Meaning that if you brush, floss and go for regular dental appointments there is a good chance that your natural teeth can last 100 years or more.
Can the same be said about your retirement nest egg?
Given that the typical retirement age is still 65, what I am really asking is whether it is realistic to self-finance thirty-five years of retirement life. What I learned is that it is quite feasible, but you must view your life lasting this long from the outset and plan accordingly.
This cosmic shift in financial planning will lead you to think not in terms of “how much can I spend per year in retirement” to a more conservative “what can I do to maximize savings and avoid spending capital for as long as possible in retirement”.
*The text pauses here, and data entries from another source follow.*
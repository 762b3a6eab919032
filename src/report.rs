//! Plain-text rendering of a finished timetable.

use crate::evaluator::EvaluatedTimetable;
use crate::model::{Day, TimetableRequirements};
use std::io;

/// Writes the timetable day by day in schedule order, one line per class,
/// followed by the total penalty.
///
/// Room names come from the catalogue; a gene pointing at an unknown room
/// index is rendered by its raw index rather than failing.
pub fn write_timetable(
    out: &mut impl io::Write,
    requirements: &TimetableRequirements,
    timetable: &EvaluatedTimetable,
) -> io::Result<()> {
    let mut order: Vec<usize> = (0..timetable.lessons.len()).collect();
    order.sort_by(|&a, &b| timetable.lessons[a].schedule_cmp(&timetable.lessons[b]));

    for day in Day::ALL {
        let today: Vec<usize> = order
            .iter()
            .copied()
            .filter(|&i| timetable.lessons[i].day == day)
            .collect();
        if today.is_empty() {
            continue;
        }
        writeln!(out, "{day}")?;
        for i in today {
            let lesson = &timetable.lessons[i];
            let requirement = &requirements.lesson_requirements[lesson.requirement];
            let room = requirements
                .places
                .get(lesson.place)
                .map(|place| place.name.clone())
                .unwrap_or_else(|| format!("#{}", lesson.place));
            let groups: Vec<String> =
                requirement.groups.iter().map(u32::to_string).collect();
            writeln!(
                out,
                "  {}  lecturer {:>3}  groups {:<12} {}  [{}]",
                lesson.time_slot,
                requirement.lecturer,
                groups.join(","),
                room,
                lesson.periodicity,
            )?;
        }
    }
    writeln!(out, "total penalty: {:.2}", timetable.penalty)
}

#[cfg(test)]
mod tests {
    use super::*;
    use crate::adjacency::AdjacencyRules;
    use crate::evaluator::{Evaluator, PenaltyConfig};
    use crate::model::{Lesson, LessonRequirement, Periodicity, Place, TimeSlot};
    use chrono::NaiveTime;

    fn slot(sh: u32, sm: u32, eh: u32, em: u32) -> TimeSlot {
        TimeSlot::new(
            NaiveTime::from_hms_opt(sh, sm, 0).unwrap(),
            NaiveTime::from_hms_opt(eh, em, 0).unwrap(),
        )
    }

    fn requirements() -> TimetableRequirements {
        TimetableRequirements::new(
            vec![
                LessonRequirement::new(7, [1, 2], 1.0),
                LessonRequirement::new(9, [3], 1.0),
            ],
            vec![Place {
                id: 1,
                name: "room-1".into(),
                capacity: 30,
            }],
            vec![slot(8, 30, 9, 50), slot(10, 10, 11, 30)],
        )
    }

    #[test]
    fn test_report_orders_by_day_and_slot() {
        let requirements = requirements();
        let evaluator = Evaluator::new(
            &requirements,
            AdjacencyRules::default(),
            PenaltyConfig::default(),
        );
        let timetable = evaluator.evaluate(vec![
            Lesson {
                requirement: 1,
                day: Day::Tuesday,
                time_slot: requirements.time_slots[0],
                place: 0,
                periodicity: Periodicity::OddWeeks,
            },
            Lesson {
                requirement: 0,
                day: Day::Monday,
                time_slot: requirements.time_slots[1],
                place: 0,
                periodicity: Periodicity::Weekly,
            },
        ]);

        let mut rendered = Vec::new();
        write_timetable(&mut rendered, &requirements, &timetable).unwrap();
        let text = String::from_utf8(rendered).unwrap();

        let monday = text.find("Monday").unwrap();
        let tuesday = text.find("Tuesday").unwrap();
        assert!(monday < tuesday);
        assert!(text.contains("lecturer   7"));
        assert!(text.contains("groups 1,2"));
        assert!(text.contains("room-1"));
        assert!(text.contains("total penalty: 0.00"));
    }

    #[test]
    fn test_empty_days_are_skipped() {
        let requirements = requirements();
        let evaluator = Evaluator::new(
            &requirements,
            AdjacencyRules::default(),
            PenaltyConfig::default(),
        );
        let timetable = evaluator.evaluate(vec![Lesson {
            requirement: 0,
            day: Day::Friday,
            time_slot: requirements.time_slots[0],
            place: 0,
            periodicity: Periodicity::Weekly,
        }]);

        let mut rendered = Vec::new();
        write_timetable(&mut rendered, &requirements, &timetable).unwrap();
        let text = String::from_utf8(rendered).unwrap();
        assert!(text.contains("Friday"));
        assert!(!text.contains("Monday"));
    }
}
Taken from this perspective you would do things like:
• Turning down offers of early retirement in favour of staying at your job and continuing to accumulate your company pension
• Avoid commencing pension benefit payments before age 70 if you don’t really need the cash
• Delay government pension benefits until age 70 if you have other sources of income
• Plan to do something that generates some income once you leave your place of employment
• Figure out how much your fixed monthly expenses are (food, accommodation, utilities, transportation, insurance) and only withdraw that amount each month. This is not to say you won’t have any extras, but it will put you in the habit of considering the merit of each expenditure before you reach for your wallet
• Move somewhere where the cost of living for the lifestyle you want is less than where you currently live and save the surplus in an interest-bearing account for later in your life
• Adopt a very healthy lifestyle (staying healthy is much cheaper than being sick)
• Brush and floss daily (just a wee joke to see if you read all the way to the end!)
Will you be more likely to lose your teeth or run out of money? The odds are that if you take care of yourself throughout your life as if you are going to live to be 100, then your chances of arriving at the finish line with both are within your grasp.